● Problem
Would you please write out every record exactly?

Saved entries:
★ ★ ★
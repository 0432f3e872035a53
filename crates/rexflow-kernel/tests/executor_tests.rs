use rexflow_kernel::prelude::*;
use rexflow_test_utils::{tw_document, RecordingRunner};
use std::path::Path;
use std::sync::Arc;
use std::time::Duration;

fn build(steps: &str) -> PipelineGraph {
    let doc = tw_document();
    let args = ArgumentBuilder::new(&doc, "/ws/fit.conf");
    let options = PipelineOptions::default().with_steps(steps.parse().unwrap());
    PipelineGraph::build(&args, &options).unwrap()
}

#[tokio::test]
async fn failing_wave_stops_progression() {
    let runner = Arc::new(RecordingRunner::failing(|unit| {
        unit.stage == StageKind::N && unit.invocation.to_string().contains("reg2j1b")
    }));
    let executor = LocalExecutor::with_runner(runner.clone(), 2);

    let err = executor
        .run(&build("n,wf"), Path::new("/tmp/ws"))
        .await
        .unwrap_err();

    let (stages, failed, total, report) = match err {
        PipelineError::StageFailure {
            stages,
            failed,
            total,
            report,
        } => (stages, failed, total, report),
        other => panic!("expected a stage failure, got {other}"),
    };
    assert_eq!(stages, vec![StageKind::N]);
    assert_eq!((failed, total), (1, 4));
    assert_eq!(report.waves.len(), 1);
    assert_eq!(report.waves[0].outcomes.len(), 4);
    assert_eq!(report.outcomes().filter(|o| o.success).count(), 3);

    // every sibling ran, the fit never did
    assert_eq!(runner.stages(), vec![StageKind::N; 4]);
}

#[tokio::test]
async fn waves_run_in_dependency_order() {
    let runner = Arc::new(RecordingRunner::new());
    let executor = LocalExecutor::with_runner(runner.clone(), 4);
    let graph = build("all");

    let report = executor.run(&graph, Path::new("/tmp/ws")).await.unwrap();
    assert!(report.is_success());
    assert_eq!(report.outcomes().count(), graph.invocation_count());

    let stages = runner.stages();
    for (from, to) in graph.edges() {
        let last_parent = stages.iter().rposition(|s| *s == from).unwrap();
        let first_child = stages.iter().position(|s| *s == to).unwrap();
        assert!(last_parent < first_child, "{from} must finish before {to}");
    }
}

#[tokio::test]
async fn units_run_in_the_workspace() {
    let runner = Arc::new(RecordingRunner::new());
    let executor = LocalExecutor::with_runner(runner.clone(), 3);
    executor.run(&build("n"), Path::new("/data/tW.local.d")).await.unwrap();

    let workdirs = runner.workdirs();
    assert_eq!(workdirs.len(), 4);
    assert!(workdirs.iter().all(|d| d == Path::new("/data/tW.local.d")));
}

#[tokio::test]
async fn worker_pool_bounds_concurrency() {
    let runner = Arc::new(RecordingRunner::new().with_delay(Duration::from_millis(20)));
    let executor = LocalExecutor::with_runner(runner.clone(), 2);

    // three rankings, then the plot
    executor.run(&build("r"), Path::new("/tmp/ws")).await.unwrap();
    assert_eq!(runner.calls().len(), 4);
    assert!(runner.peak() <= 2);
    assert!(runner.peak() >= 1);
}

#[tokio::test]
async fn empty_graph_runs_nothing() {
    let runner = Arc::new(RecordingRunner::new());
    let executor = LocalExecutor::with_runner(runner.clone(), 1);
    let report = executor
        .run(&PipelineGraph::new(), Path::new("/tmp/ws"))
        .await
        .unwrap();
    assert!(report.waves.is_empty());
    assert!(runner.calls().is_empty());
}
★ ★ ★
● Finished exercise
repository 0432f3e872035a53
filename crates/rexflow-kernel/tests/executor_tests.rs
use rexflow_kernel::prelude::*;
use rexflow_test_utils::{tw_document, RecordingRunner};
use std::path::Path;
use std::sync::Arc;
use std::time::Duration;

fn build(steps: &str) -> PipelineGraph {
    let doc = tw_document();
    let args = ArgumentBuilder::new(&doc, "/ws/fit.conf");
    let options = PipelineOptions::default().with_steps(steps.parse().unwrap());
    PipelineGraph::build(&args, &options).unwrap()
}

#[tokio::test]
async fn failing_wave_stops_progression() {
    let runner = Arc::new(RecordingRunner::failing(|unit| {
        unit.stage == StageKind::N && unit.invocation.to_string().contains("reg2j1b")
    }));
    let executor = LocalExecutor::with_runner(runner.clone(), 2);

    let err = executor
        .run(&build("n,wf"), Path::new("/tmp/ws"))
        .await
        .unwrap_err();

    let (stages, failed, total, report) = match err {
        PipelineError::StageFailure {
            stages,
            failed,
            total,
            report,
        } => (stages, failed, total, report),
        other => panic!("expected a stage failure, got {other}"),
    };
    assert_eq!(stages, vec![StageKind::N]);
    assert_eq!((failed, total), (1, 4));
    assert_eq!(report.waves.len(), 1);
    assert_eq!(report.waves[0].outcomes.len(), 4);
    assert_eq!(report.outcomes().filter(|o| o.success).count(), 3);

    // every sibling ran, the fit never did
    assert_eq!(runner.stages(), vec![StageKind::N; 4]);
}

#[tokio::test]
async fn waves_run_in_dependency_order() {
    let runner = Arc::new(RecordingRunner::new());
    let executor = LocalExecutor::with_runner(runner.clone(), 4);
    let graph = build("all");

    let report = executor.run(&graph, Path::new("/tmp/ws")).await.unwrap();
    assert!(report.is_success());
    assert_eq!(report.outcomes().count(), graph.invocation_count());

    let stages = runner.stages();
    for (from, to) in graph.edges() {
        let last_parent = stages.iter().rposition(|s| *s == from).unwrap();
        let first_child = stages.iter().position(|s| *s == to).unwrap();
        assert!(last_parent < first_child, "{from} must finish before {to}");
    }
}

#[tokio::test]
async fn units_run_in_the_workspace() {
    let runner = Arc::new(RecordingRunner::new());
    let executor = LocalExecutor::with_runner(runner.clone(), 3);
    executor.run(&build("n"), Path::new("/data/tW.local.d")).await.unwrap();

    let workdirs = runner.workdirs();
    assert_eq!(workdirs.len(), 4);
    assert!(workdirs.iter().all(|d| d == Path::new("/data/tW.local.d")));
}

#[tokio::test]
async fn worker_pool_bounds_concurrency() {
    let runner = Arc::new(RecordingRunner::new().with_delay(Duration::from_millis(20)));
    let executor = LocalExecutor::with_runner(runner.clone(), 2);

    // three rankings, then the plot
    executor.run(&build("r"), Path::new("/tmp/ws")).await.unwrap();
    assert_eq!(runner.calls().len(), 4);
    assert!(runner.peak() <= 2);
    assert!(runner.peak() >= 1);
}

#[tokio::test]
async fn empty_graph_runs_nothing() {
    let runner = Arc::new(RecordingRunner::new());
    let executor = LocalExecutor::with_runner(runner.clone(), 1);
    let report = executor
        .run(&PipelineGraph::new(), Path::new("/tmp/ws"))
        .await
        .unwrap();
    assert!(report.waves.is_empty());
    assert!(runner.calls().is_empty());
}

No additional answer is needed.